## Chart/Diagram Type: Combined Line Graph and Heatmap
### Overview
The image presents a combination of a line graph and a heatmap. The line graph, located on the left, displays the ROC AUC (Receiver Operating Characteristic Area Under the Curve) for different language models across various layer indices. The heatmap, on the right, shows the count of interactions or relationships between different rounds (R2 to R8).
### Components/Axes
**Line Graph:**
* **X-axis:** Layer Index (ranging from approximately 0 to 90)
* **Y-axis:** ROC AUC (ranging from 0.6 to 1.0)
* **Legend (top-right of the line graph):**
* Blue: Qwen3-4B-Instruct
* Orange: Qwen3-4B-Thinking
* Green: Ouro 1.4B (R2)
* Red: Ouro 1.4B (R3)
* Purple: Ouro 1.4B (R4)
* Vertical dotted lines at Layer Index ~50, ~70, and ~85, labeled "R=2", "R=3", and "R=4" respectively.
**Heatmap:**
* **X-axis:** Rounds (R2, R3, R4, R5, R6, R7, R8)
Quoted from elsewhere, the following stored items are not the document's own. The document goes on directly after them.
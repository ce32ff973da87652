//! Analysis pipeline: one submission in, one validated analysis out.
//!
//! Flow: extract resume text → build prompt → call model (once, under a
//! deadline) → validate. Extraction failures stop the pipeline before the
//! model is contacted.

use std::sync::Arc;
use std::time::Duration;

use bytes::Bytes;
use tracing::{info, warn};

use crate::analysis::models::{AnalysisSettings, ValidatedAnalysis};
use crate::analysis::parser::{parse_analysis, SchemaError};
use crate::analysis::prompts::build_prompt;
use crate::config::Config;
use crate::errors::AppError;
use crate::extraction::{extract_resume_text, DocumentExtractor};
use crate::llm_client::prompts::with_json_correction;
use crate::llm_client::{LlmError, TextGenerator};

/// Job descriptions beyond this many words are accepted but flagged.
pub const JD_WORD_GUIDANCE: usize = 2000;

#[derive(Debug, Clone)]
pub struct AnalysisRequest {
    pub job_description: String,
    pub resume: Bytes,
    pub settings: AnalysisSettings,
}

#[derive(Debug, Clone)]
pub struct AnalysisOutcome {
    pub validated: ValidatedAnalysis,
    /// Request-level notes for the user, e.g. an overly long job description.
    pub notes: Vec<String>,
}

#[derive(Clone)]
pub struct AnalysisPipeline {
    extractor: Arc<dyn DocumentExtractor>,
    generator: Arc<dyn TextGenerator>,
    model_timeout: Duration,
    reprompt_on_schema_error: bool,
}

impl AnalysisPipeline {
    pub fn new(extractor: Arc<dyn DocumentExtractor>, generator: Arc<dyn TextGenerator>) -> Self {
        Self {
            extractor,
            generator,
            model_timeout: Duration::from_secs(60),
            reprompt_on_schema_error: false,
        }
    }

    pub fn from_config(
        config: &Config,
        extractor: Arc<dyn DocumentExtractor>,
        generator: Arc<dyn TextGenerator>,
    ) -> Self {
        Self::new(extractor, generator)
            .with_model_timeout(config.model_timeout)
            .with_reprompt(config.reprompt_on_schema_error)
    }

    pub fn with_model_timeout(mut self, timeout: Duration) -> Self {
        self.model_timeout = timeout;
        self
    }

    pub fn with_reprompt(mut self, enabled: bool) -> Self {
        self.reprompt_on_schema_error = enabled;
        self
    }

    pub async fn run(&self, request: AnalysisRequest) -> Result<AnalysisOutcome, AppError> {
        let mut notes = Vec::new();

        let jd_words = request.job_description.split_whitespace().count();
        if jd_words > JD_WORD_GUIDANCE {
            warn!("Job description has {jd_words} words (guidance: {JD_WORD_GUIDANCE})");
            notes.push(format!(
                "Job description has {jd_words} words; results are best under {JD_WORD_GUIDANCE}."
            ));
        }

        let resume_text = extract_resume_text(self.extractor.clone(), request.resume).await?;

        let prompt = build_prompt(&resume_text, &request.job_description, request.settings);
        let raw = self.generate(&prompt).await?;

        let validated = match parse_analysis(&raw) {
            Ok(validated) => validated,
            Err(err) if self.reprompt_on_schema_error => {
                warn!("Model output failed validation ({err}), re-prompting once");
                let retry_prompt = with_json_correction(&prompt, &describe(&err));
                let raw = self.generate(&retry_prompt).await?;
                parse_analysis(&raw)?
            }
            Err(err) => return Err(err.into()),
        };

        info!(
            "Analysis complete: score={}, warnings={}",
            validated.result.score,
            validated.warnings.len()
        );

        Ok(AnalysisOutcome { validated, notes })
    }

    /// One model call under the configured deadline. A timed-out call is dropped.
    async fn generate(&self, prompt: &str) -> Result<String, LlmError> {
        tokio::time::timeout(self.model_timeout, self.generator.generate(prompt))
            .await
            .map_err(|_| LlmError::Timeout(self.model_timeout))?
    }
}

fn describe(err: &SchemaError) -> String {
    match err.field() {
        Some(field) => format!("{err} (check '{field}')"),
        None => err.to_string(),
    }
}
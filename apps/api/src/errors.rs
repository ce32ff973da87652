use std::time::Duration;

use axum::{
    http::StatusCode,
    response::{IntoResponse, Response},
    Json,
};
use serde_json::json;
use thiserror::Error;

use crate::analysis::parser::SchemaError;
use crate::extraction::ExtractionError;
use crate::llm_client::LlmError;

const RETRY_HINT: &str = "Please try again or check your document formatting.";

/// Application-level error type.
/// Implements `IntoResponse` so Axum handlers can return `Result<T, AppError>`.
///
/// Each pipeline failure keeps its own variant; clients receive a distinct
/// `code` but only a short, generic message.
#[derive(Debug, Error)]
pub enum AppError {
    #[error("Validation error: {0}")]
    Validation(String),

    #[error("Not found: {0}")]
    NotFound(String),

    #[error("An analysis is already running for this session")]
    AnalysisInProgress,

    #[error("Session capacity reached ({0} active)")]
    SessionCapacity(usize),

    #[error("Extraction error: {0}")]
    Extraction(#[from] ExtractionError),

    #[error("Model unavailable: {0}")]
    ModelUnavailable(String),

    #[error("Model call timed out after {}s", .0.as_secs())]
    ModelTimeout(Duration),

    #[error("Schema error: {0}")]
    Schema(#[from] SchemaError),

    #[error("Internal server error: {0}")]
    Internal(#[from] anyhow::Error),
}

impl From<LlmError> for AppError {
    fn from(err: LlmError) -> Self {
        match err {
            LlmError::Timeout(deadline) => AppError::ModelTimeout(deadline),
            other => AppError::ModelUnavailable(other.to_string()),
        }
    }
}

impl AppError {
    pub fn status(&self) -> StatusCode {
        match self {
            AppError::Validation(_) => StatusCode::BAD_REQUEST,
            AppError::NotFound(_) => StatusCode::NOT_FOUND,
            AppError::AnalysisInProgress => StatusCode::CONFLICT,
            AppError::SessionCapacity(_) => StatusCode::SERVICE_UNAVAILABLE,
            AppError::Extraction(_) => StatusCode::UNPROCESSABLE_ENTITY,
            AppError::ModelUnavailable(_) | AppError::Schema(_) => StatusCode::BAD_GATEWAY,
            AppError::ModelTimeout(_) => StatusCode::GATEWAY_TIMEOUT,
            AppError::Internal(_) => StatusCode::INTERNAL_SERVER_ERROR,
        }
    }

    pub fn code(&self) -> &'static str {
        match self {
            AppError::Validation(_) => "VALIDATION_ERROR",
            AppError::NotFound(_) => "NOT_FOUND",
            AppError::AnalysisInProgress => "ANALYSIS_IN_PROGRESS",
            AppError::SessionCapacity(_) => "SERVER_BUSY",
            AppError::Extraction(_) => "EXTRACTION_ERROR",
            AppError::ModelUnavailable(_) => "MODEL_UNAVAILABLE",
            AppError::ModelTimeout(_) => "MODEL_TIMEOUT",
            AppError::Schema(_) => "SCHEMA_ERROR",
            AppError::Internal(_) => "INTERNAL_ERROR",
        }
    }

    /// Message safe to show an end user. Upstream details stay in the logs.
    pub fn public_message(&self) -> String {
        match self {
            AppError::Validation(msg) | AppError::NotFound(msg) => msg.clone(),
            AppError::AnalysisInProgress => {
                "An analysis is already running. Wait for it to finish.".to_string()
            }
            AppError::SessionCapacity(_) => {
                "Too many analyses are running right now.".to_string()
            }
            AppError::Extraction(_) => "Could not read text from the uploaded resume.".to_string(),
            AppError::ModelUnavailable(_) | AppError::ModelTimeout(_) | AppError::Schema(_) => {
                "Analysis failed.".to_string()
            }
            AppError::Internal(_) => "An internal server error occurred".to_string(),
        }
    }

    pub fn hint(&self) -> Option<&'static str> {
        match self {
            AppError::Extraction(_) => {
                Some("Upload a text-based PDF. Scanned documents are not supported.")
            }
            AppError::ModelUnavailable(_) | AppError::ModelTimeout(_) | AppError::Schema(_) => {
                Some(RETRY_HINT)
            }
            AppError::SessionCapacity(_) => Some("Please try again in a minute."),
            _ => None,
        }
    }

    /// Logs the diagnostic detail for failures that are not the caller's fault.
    pub fn log(&self) {
        match self {
            AppError::SessionCapacity(active) => {
                tracing::warn!("Rejecting new session: {active} sessions in flight")
            }
            AppError::Extraction(e) => tracing::warn!("Extraction error: {e}"),
            AppError::ModelUnavailable(msg) => tracing::error!("Model unavailable: {msg}"),
            AppError::ModelTimeout(deadline) => {
                tracing::error!("Model call exceeded {}s deadline", deadline.as_secs())
            }
            AppError::Schema(e) => {
                tracing::error!("Schema error: {e}");
                if let Some(raw) = e.raw_text() {
                    tracing::debug!("Raw model output: {raw}");
                }
            }
            AppError::Internal(e) => tracing::error!("Internal error: {e:?}"),
            _ => {}
        }
    }
}

impl IntoResponse for AppError {
    fn into_response(self) -> Response {
        self.log();

        let body = Json(json!({
            "error": {
                "code": self.code(),
                "message": self.public_message(),
                "hint": self.hint(),
            }
        }));

        (self.status(), body).into_response()
    }
}
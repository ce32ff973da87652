// Resume analysis: prompt → model → validation → view.
// All model calls go through llm_client; no direct Gemini calls here.

pub mod handlers;
pub mod models;
pub mod parser;
pub mod pipeline;
pub mod prompts;
pub mod report;
pub mod session;
pub mod view;
//! Stubs shared by unit tests across modules.

use std::collections::VecDeque;
use std::sync::atomic::{AtomicUsize, Ordering};
use std::sync::Mutex;
use std::time::Duration;

use async_trait::async_trait;

use crate::extraction::{DocumentExtractor, ExtractionError};
use crate::llm_client::{LlmError, TextGenerator};

/// Extractor that ignores the bytes and returns fixed text.
pub struct FixedTextExtractor(pub &'static str);

impl DocumentExtractor for FixedTextExtractor {
    fn extract_text(&self, _bytes: &[u8]) -> Result<String, ExtractionError> {
        Ok(self.0.to_string())
    }
}

/// Generator that replays scripted replies and records every prompt.
#[derive(Default)]
pub struct ScriptedGenerator {
    replies: Mutex<VecDeque<Result<String, LlmError>>>,
    prompts: Mutex<Vec<String>>,
    calls: AtomicUsize,
    delay: Option<Duration>,
}

impl ScriptedGenerator {
    pub fn replying(replies: Vec<Result<String, LlmError>>) -> Self {
        Self {
            replies: Mutex::new(replies.into()),
            ..Self::default()
        }
    }

    /// Every call sleeps for `delay` before answering.
    pub fn slow(delay: Duration, reply: String) -> Self {
        Self {
            replies: Mutex::new(VecDeque::from(vec![Ok(reply)])),
            delay: Some(delay),
            ..Self::default()
        }
    }

    pub fn calls(&self) -> usize {
        self.calls.load(Ordering::SeqCst)
    }

    pub fn prompts(&self) -> Vec<String> {
        self.prompts.lock().unwrap().clone()
    }
}

#[async_trait]
impl TextGenerator for ScriptedGenerator {
    async fn generate(&self, prompt: &str) -> Result<String, LlmError> {
        self.calls.fetch_add(1, Ordering::SeqCst);
        self.prompts.lock().unwrap().push(prompt.to_string());
        if let Some(delay) = self.delay {
            tokio::time::sleep(delay).await;
        }
        self.replies
            .lock()
            .unwrap()
            .pop_front()
            .unwrap_or(Err(LlmError::EmptyContent))
    }
}

/// Builds a minimal PDF with one Helvetica text line per page. Empty strings
/// produce pages with an empty content stream.
pub fn pdf_with_pages(pages: &[&str]) -> Vec<u8> {
    let page_count = pages.len();
    // 1: catalog, 2: page tree, 3: font, then a (page, content) pair per page.
    let page_ids: Vec<usize> = (0..page_count).map(|i| 4 + 2 * i).collect();
    let kids = page_ids
        .iter()
        .map(|id| format!("{id} 0 R"))
        .collect::<Vec<_>>()
        .join(" ");

    let mut objects = vec![
        "<< /Type /Catalog /Pages 2 0 R >>".to_string(),
        format!("<< /Type /Pages /Kids [{kids}] /Count {page_count} >>"),
        "<< /Type /Font /Subtype /Type1 /BaseFont /Helvetica /Encoding /WinAnsiEncoding >>"
            .to_string(),
    ];
    for (text, page_id) in pages.iter().zip(&page_ids) {
        let content = if text.is_empty() {
            String::new()
        } else {
            let escaped = text
                .replace('\\', "\\\\")
                .replace('(', "\\(")
                .replace(')', "\\)");
            format!("BT /F1 12 Tf 72 720 Td ({escaped}) Tj ET")
        };
        objects.push(format!(
            "<< /Type /Page /Parent 2 0 R /MediaBox [0 0 612 792] \
             /Resources << /Font << /F1 3 0 R >> >> /Contents {} 0 R >>",
            page_id + 1
        ));
        objects.push(format!(
            "<< /Length {} >>\nstream\n{content}\nendstream",
            content.len()
        ));
    }

    let mut pdf = b"%PDF-1.4\n".to_vec();
    let mut offsets = Vec::with_capacity(objects.len());
    for (index, body) in objects.iter().enumerate() {
        offsets.push(pdf.len());
        pdf.extend_from_slice(format!("{} 0 obj\n{body}\nendobj\n", index + 1).as_bytes());
    }

    let xref_offset = pdf.len();
    let mut xref = format!("xref\n0 {}\n0000000000 65535 f \n", objects.len() + 1);
    for offset in offsets {
        xref.push_str(&format!("{offset:010} 00000 n \n"));
    }
    xref.push_str(&format!(
        "trailer\n<< /Size {} /Root 1 0 R >>\nstartxref\n{xref_offset}\n%%EOF\n",
        objects.len() + 1
    ));
    pdf.extend_from_slice(xref.as_bytes());
    pdf
}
* **Y-axis:** Rounds (R2, R3, R4, R5, R6, R7, R8)
* **Color Scale (right of the heatmap):** Represents "Count," ranging from 400 to 1000. Darker shades indicate higher counts.
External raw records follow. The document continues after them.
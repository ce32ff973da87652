use crate::analysis::pipeline::AnalysisPipeline;
use crate::analysis::session::SessionRegistry;
use crate::config::Config;

/// Shared application state injected into all route handlers via Axum extractors.
#[derive(Clone)]
pub struct AppState {
    /// Extractor and model client behind trait objects; stubs in tests.
    pub pipeline: AnalysisPipeline,
    /// Per-session view-models, in memory only.
    pub sessions: SessionRegistry,
    pub config: Config,
}
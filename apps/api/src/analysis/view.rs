//! View-model types: what the single-page UI renders.

use chrono::{DateTime, Utc};
use serde::Serialize;
use uuid::Uuid;

use crate::analysis::models::{AnalysisResult, ValidatedAnalysis};
use crate::analysis::report::render_report;
use crate::errors::AppError;

/// Rendered projection of a validated analysis.
#[derive(Debug, Clone, Serialize)]
pub struct AnalysisView {
    pub score_label: String,
    pub score: u8,
    /// 0.0 – 1.0, drives the progress bar.
    pub progress: f32,
    pub missing_keywords: Vec<String>,
    pub existing_keywords: Vec<String>,
    pub skill_gaps: Vec<String>,
    pub suggestions: Vec<String>,
    pub salary_range: String,
    pub salary_notes: String,
    pub summary: String,
    pub warnings: Vec<String>,
    pub report: String,
    pub analyzed_at: DateTime<Utc>,
}

impl AnalysisView {
    pub fn from_result(result: &AnalysisResult, warnings: Vec<String>) -> Self {
        Self {
            score_label: result.score.to_string(),
            score: result.score.value(),
            progress: result.score.progress(),
            missing_keywords: result.missing_keywords.clone(),
            existing_keywords: result.existing_keywords.clone(),
            skill_gaps: result.skill_gaps.clone(),
            suggestions: result.suggestions.clone(),
            salary_range: result.salary_estimation.range_line(),
            salary_notes: result.salary_estimation.notes.clone(),
            summary: result.summary.clone(),
            warnings,
            report: render_report(result),
            analyzed_at: Utc::now(),
        }
    }

    /// Builds the view, merging validation warnings with request-level notes.
    pub fn from_validated(validated: &ValidatedAnalysis, mut notes: Vec<String>) -> Self {
        notes.extend(validated.warnings.iter().map(ToString::to_string));
        Self::from_result(&validated.result, notes)
    }
}

#[derive(Debug, Clone, Serialize)]
pub struct ErrorView {
    pub code: &'static str,
    pub message: String,
    pub hint: Option<&'static str>,
}

impl From<&AppError> for ErrorView {
    fn from(err: &AppError) -> Self {
        Self {
            code: err.code(),
            message: err.public_message(),
            hint: err.hint(),
        }
    }
}

/// Explicit UI state for one session. Replaced wholesale by each request.
#[derive(Debug, Clone, Default, Serialize)]
#[serde(tag = "status", rename_all = "snake_case")]
pub enum SessionView {
    #[default]
    Idle,
    Analyzing {
        request_id: u64,
    },
    Ready {
        request_id: u64,
        analysis: Box<AnalysisView>,
    },
    Failed {
        request_id: u64,
        error: ErrorView,
    },
}

impl SessionView {
    pub fn is_analyzing(&self) -> bool {
        matches!(self, SessionView::Analyzing { .. })
    }

    pub fn report(&self) -> Option<&str> {
        match self {
            SessionView::Ready { analysis, .. } => Some(&analysis.report),
            _ => None,
        }
    }
}

/// Response body for one analysis submission.
#[derive(Debug, Serialize)]
pub struct AnalyzeResponse {
    pub session_id: Uuid,
    pub request_id: u64,
    pub analysis: AnalysisView,
}
use tracing::{debug, warn};

use super::{DocumentExtractor, ExtractionError};

/// The PDF header must appear within the first 1024 bytes.
const HEADER_WINDOW: usize = 1024;
const PDF_MAGIC: &[u8] = b"%PDF-";
/// Keeps the last word of one page from fusing with the first word of the next.
pub const PAGE_SEPARATOR: &str = "\n";

/// Text-layer extraction backed by `pdf-extract`.
pub struct PdfExtractor;

impl DocumentExtractor for PdfExtractor {
    fn extract_text(&self, bytes: &[u8]) -> Result<String, ExtractionError> {
        if !has_pdf_header(bytes) {
            return Err(ExtractionError::Malformed(
                "missing %PDF- header".to_string(),
            ));
        }

        let pages = pdf_extract::extract_text_from_mem_by_pages(bytes).map_err(|e| {
            warn!("pdf-extract failed: {e}");
            ExtractionError::Malformed(e.to_string())
        })?;

        debug!("Read {} pages", pages.len());
        Ok(pages.join(PAGE_SEPARATOR))
    }
}

pub fn has_pdf_header(bytes: &[u8]) -> bool {
    let window = &bytes[..bytes.len().min(HEADER_WINDOW)];
    window.windows(PDF_MAGIC.len()).any(|w| w == PDF_MAGIC)
}
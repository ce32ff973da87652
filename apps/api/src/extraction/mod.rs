//! Document text extraction: turns an uploaded resume into plain text.
//!
//! Extraction is CPU-bound and the PDF library may panic on hostile input, so
//! it always runs on the blocking pool.

use std::sync::Arc;

use bytes::Bytes;
use thiserror::Error;
use tracing::debug;

pub mod pdf;

pub use pdf::PdfExtractor;

#[derive(Debug, Error)]
pub enum ExtractionError {
    #[error("not a readable PDF: {0}")]
    Malformed(String),

    #[error("document has no extractable text layer")]
    NoTextLayer,
}

/// Converts document bytes into text, pages joined in order.
pub trait DocumentExtractor: Send + Sync {
    fn extract_text(&self, bytes: &[u8]) -> Result<String, ExtractionError>;
}

/// Extracts resume text off the async runtime. Never returns blank text.
pub async fn extract_resume_text(
    extractor: Arc<dyn DocumentExtractor>,
    bytes: Bytes,
) -> Result<String, ExtractionError> {
    let size = bytes.len();
    let text = tokio::task::spawn_blocking(move || extractor.extract_text(&bytes))
        .await
        .map_err(|e| {
            if e.is_panic() {
                ExtractionError::Malformed("PDF parser aborted on this document".to_string())
            } else {
                ExtractionError::Malformed(format!("extraction task failed: {e}"))
            }
        })??;

    let text = normalize_whitespace(&text);
    if text.is_empty() {
        return Err(ExtractionError::NoTextLayer);
    }

    debug!("Extracted {} chars from {} byte document", text.len(), size);
    Ok(text)
}

/// Trims trailing spaces per line and collapses runs of blank lines.
fn normalize_whitespace(text: &str) -> String {
    let mut out = String::with_capacity(text.len());
    let mut blank_run = 0;
    for line in text.lines() {
        let line = line.trim_end();
        if line.trim().is_empty() {
            blank_run += 1;
            if blank_run > 1 {
                continue;
            }
        } else {
            blank_run = 0;
        }
        out.push_str(line);
        out.push('\n');
    }
    out.trim().to_string()
}
use std::sync::Arc;
use std::time::Duration;

use reqwest::Client;
use tmdb::TmdbClient;

use crate::config::Config;
use crate::poster::PosterService;
use crate::settings::SettingsService;

/// Connection timeout used by the original client.
const CONNECT_TIMEOUT: Duration = Duration::from_secs(2);
/// Upper bound for a whole request, body included.
const REQUEST_TIMEOUT: Duration = Duration::from_secs(10);

#[derive(Clone)]
pub struct AppState {
    pub config: Arc<Config>,
    pub http_client: Client,
    pub tmdb: Arc<TmdbClient>,
    pub settings: Arc<SettingsService>,
    pub posters: Arc<PosterService>,
}

impl AppState {
    pub async fn new(config: Config) -> crate::Result<Self> {
        let http_client = Client::builder()
            .connect_timeout(CONNECT_TIMEOUT)
            .timeout(REQUEST_TIMEOUT)
            .build()?;

        let tmdb = TmdbClient::with_client(http_client.clone(), &config.api_key);
        let settings = SettingsService::new(&config).await?;
        let posters = PosterService::new(http_client.clone(), config.posters_path());

        Ok(Self {
            config: Arc::new(config),
            http_client,
            tmdb: Arc::new(tmdb),
            settings: Arc::new(settings),
            posters: Arc::new(posters),
        })
    }
}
### Detailed Analysis or ### Content Details
**Line Graph Data:**
* **Qwen3-4B-Instruct (Blue):** Starts at approximately 0.65 ROC AUC, rises sharply to 1.0 around Layer Index 20, and remains at 1.0 for the rest of the layers.
* **Qwen3-4B-Thinking (Orange):** Starts at approximately 0.65 ROC AUC, rises sharply to approximately 0.98 around Layer Index 20, then decreases slightly to approximately 0.95 and remains relatively stable.
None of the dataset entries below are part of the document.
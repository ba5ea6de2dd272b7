use reqwest::Client;

use crate::error::TmdbError;

const BASE_URL: &str = "https://api.themoviedb.org/3";

pub struct TmdbClient {
    client: Client,
    pub(crate) api_key: String,
    base_url: String,
}

impl TmdbClient {
    /// Create a TmdbClient with a shared reqwest Client.
    pub fn with_client(client: Client, api_key: impl Into<String>) -> Self {
        Self {
            client,
            api_key: api_key.into(),
            base_url: BASE_URL.to_string(),
        }
    }

    /// Create a TmdbClient pointed at a custom base URL.
    pub fn with_base_url(
        client: Client,
        api_key: impl Into<String>,
        base_url: impl Into<String>,
    ) -> Self {
        Self {
            client,
            api_key: api_key.into(),
            base_url: base_url.into(),
        }
    }

    /// Get the HTTP client for making requests.
    pub(crate) fn client(&self) -> &Client {
        &self.client
    }

    pub(crate) fn url(&self, path: &str) -> String {
        format!("{}{}", self.base_url, path)
    }

    pub(crate) async fn handle_response<T: serde::de::DeserializeOwned>(
        &self,
        response: reqwest::Response,
    ) -> crate::Result<T> {
        let status = response.status();
        let body = response.text().await?;
        if !status.is_success() {
            return Err(TmdbError::Api {
                status_code: status.as_u16(),
                message: body,
            });
        }
        let deserializer = &mut serde_json::Deserializer::from_str(&body);
        serde_path_to_error::deserialize(deserializer).map_err(|e| TmdbError::Json {
            path: e.path().to_string(),
            source: e.into_inner(),
        })
    }
}
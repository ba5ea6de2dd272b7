use std::path::PathBuf;
use std::sync::Arc;

use serde::{Deserialize, Serialize};
use thiserror::Error;
use tokio::sync::RwLock;

use crate::config::Config;

#[derive(Debug, Error)]
pub enum SettingsError {
    #[error("Failed to read settings file: {0}")]
    Io(#[from] std::io::Error),
    #[error("Failed to parse TOML: {0}")]
    Parse(#[from] toml::de::Error),
    #[error("Failed to serialize TOML: {0}")]
    Serialize(#[from] toml::ser::Error),
}

/// User preference choosing between the popular and top rated list endpoints.
#[derive(Debug, Clone, Copy, Default, PartialEq, Eq, Serialize, Deserialize)]
#[serde(rename_all = "snake_case")]
pub enum SortOrder {
    #[default]
    Popular,
    TopRated,
}

impl std::fmt::Display for SortOrder {
    fn fmt(&self, f: &mut std::fmt::Formatter<'_>) -> std::fmt::Result {
        match self {
            SortOrder::Popular => write!(f, "popular"),
            SortOrder::TopRated => write!(f, "top_rated"),
        }
    }
}

/// Error when a sort order string is not recognized.
#[derive(Debug, Error)]
#[error("Unknown sort order '{0}', expected 'popular' or 'top_rated'")]
pub struct ParseSortOrderError(String);

impl std::str::FromStr for SortOrder {
    type Err = ParseSortOrderError;

    fn from_str(s: &str) -> Result<Self, Self::Err> {
        match s {
            "popular" => Ok(SortOrder::Popular),
            "top_rated" | "top-rated" => Ok(SortOrder::TopRated),
            other => Err(ParseSortOrderError(other.to_string())),
        }
    }
}

/// Application settings stored in TOML file
#[derive(Debug, Clone, Default, Serialize, Deserialize)]
pub struct Settings {
    /// Ordering used by the movie list.
    #[serde(default)]
    pub sort_order: SortOrder,
}

pub struct SettingsService {
    settings_path: PathBuf,
    cache: Arc<RwLock<Settings>>,
}

impl SettingsService {
    /// Initialize the settings service.
    /// Creates default settings file if it doesn't exist.
    pub async fn new(config: &Config) -> Result<Self, SettingsError> {
        let settings_path = config.settings_path();
        let settings = Self::load_or_create(&settings_path).await?;

        Ok(Self {
            settings_path,
            cache: Arc::new(RwLock::new(settings)),
        })
    }

    /// Load settings from file, or create with defaults if file doesn't exist.
    async fn load_or_create(path: &PathBuf) -> Result<Settings, SettingsError> {
        match tokio::fs::read_to_string(path).await {
            Ok(content) => {
                let settings: Settings = toml::from_str(&content)?;
                tracing::info!("Loaded settings from {}", path.display());
                Ok(settings)
            }
            Err(e) if e.kind() == std::io::ErrorKind::NotFound => {
                // Ensure parent directory exists
                if let Some(parent) = path.parent() {
                    tokio::fs::create_dir_all(parent).await?;
                }

                let default = Settings::default();
                let toml_str = toml::to_string_pretty(&default)?;
                tokio::fs::write(path, toml_str).await?;
                tracing::info!("Created default settings file at {}", path.display());
                Ok(default)
            }
            Err(e) => Err(e.into()),
        }
    }

    /// Get current settings from cache (fast, no I/O).
    pub async fn get(&self) -> Settings {
        self.cache.read().await.clone()
    }

    /// Change the stored sort order.
    /// Saves to file and updates cache.
    pub async fn set_sort_order(&self, sort_order: SortOrder) -> Result<Settings, SettingsError> {
        let mut new_settings = self.cache.read().await.clone();
        new_settings.sort_order = sort_order;

        // Save to file first, only update cache if the write succeeds
        self.save_to_file(&new_settings).await?;

        *self.cache.write().await = new_settings.clone();

        Ok(new_settings)
    }

    /// Save settings to TOML file atomically.
    /// Uses write-to-temp-then-rename pattern for crash safety.
    async fn save_to_file(&self, settings: &Settings) -> Result<(), SettingsError> {
        let toml_str = toml::to_string_pretty(settings)?;

        let tmp_path = self.settings_path.with_extension("toml.tmp");
        tokio::fs::write(&tmp_path, &toml_str).await?;

        tokio::fs::rename(&tmp_path, &self.settings_path).await?;

        tracing::debug!("Saved settings to {}", self.settings_path.display());
        Ok(())
    }
}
* **Ouro 1.4B (R2) (Green):** Starts at approximately 0.70 ROC AUC, rises to approximately 0.95 around Layer Index 20, then fluctuates between 0.90 and 0.95.
* **Ouro 1.4B (R3) (Red):** Starts at approximately 0.65 ROC AUC, rises to approximately 0.90 around Layer Index 20, dips to approximately 0.80 around Layer Index 40, and then rises again to approximately 0.98.
* **Ouro 1.4B (R4) (Purple):** Starts at approximately 0.60 ROC AUC, rises to approximately 0.80 around Layer Index 15, dips to approximately 0.72 around Layer Index 35, and then rises again to approximately 0.98.
**Heatmap Data:**
The heatmap represents a matrix of counts between rounds. The diagonal elements (R2-R2, R3-R3, etc.) are all 1000, indicating a perfect correlation or maximum count within the same round.
| | R2 | R3 | R4 | R5 | R6 | R7 | R8 |
| :---- | :--- | :--- | :--- | :--- | :--- | :--- | :--- |
| **R2** | 1000 | 551 | 361 | 305 | 333 | 394 | 326 |
| **R3** | 551 | 1000 | 788 | 726 | 716 | 745 | 705 |
| **R4** | 361 | 788 | 1000 | 922 | 884 | 865 | 853 |
| **R5** | 305 | 726 | 922 | 1000 | 932 | 883 | 885 |
| **R6** | 333 | 716 | 884 | 932 | 1000 | 927 | 911 |
| **R7** | 394 | 745 | 865 | 883 | 927 | 1000 | 928 |
| **R8** | 326 | 705 | 853 | 885 | 911 | 928 | 1000 |
### Key Observations
* The Qwen3-4B-Instruct model achieves the highest ROC AUC and stabilizes quickly.
* The Ouro 1.4B models show more fluctuation in ROC AUC across different layer indices.
* The heatmap shows that rounds closer to each other (e.g., R4 and R5) have higher counts compared to rounds further apart (e.g., R2 and R8).
* The diagonal of the heatmap is always 1000, indicating perfect correlation within the same round.
### Interpretation
The line graph suggests that the Qwen3-4B-Instruct model is the most effective in terms of ROC AUC, achieving high performance early in the layers. The Ouro 1.4B models, particularly R3 and R4, exhibit more variability, suggesting that their performance is more sensitive to the specific layer index.
The heatmap indicates the degree of interaction or relationship between different rounds. The higher counts between adjacent rounds suggest that these rounds are more closely related or have more similar characteristics. The lower counts between distant rounds suggest less similarity or interaction. The perfect correlation within each round (diagonal values of 1000) is expected.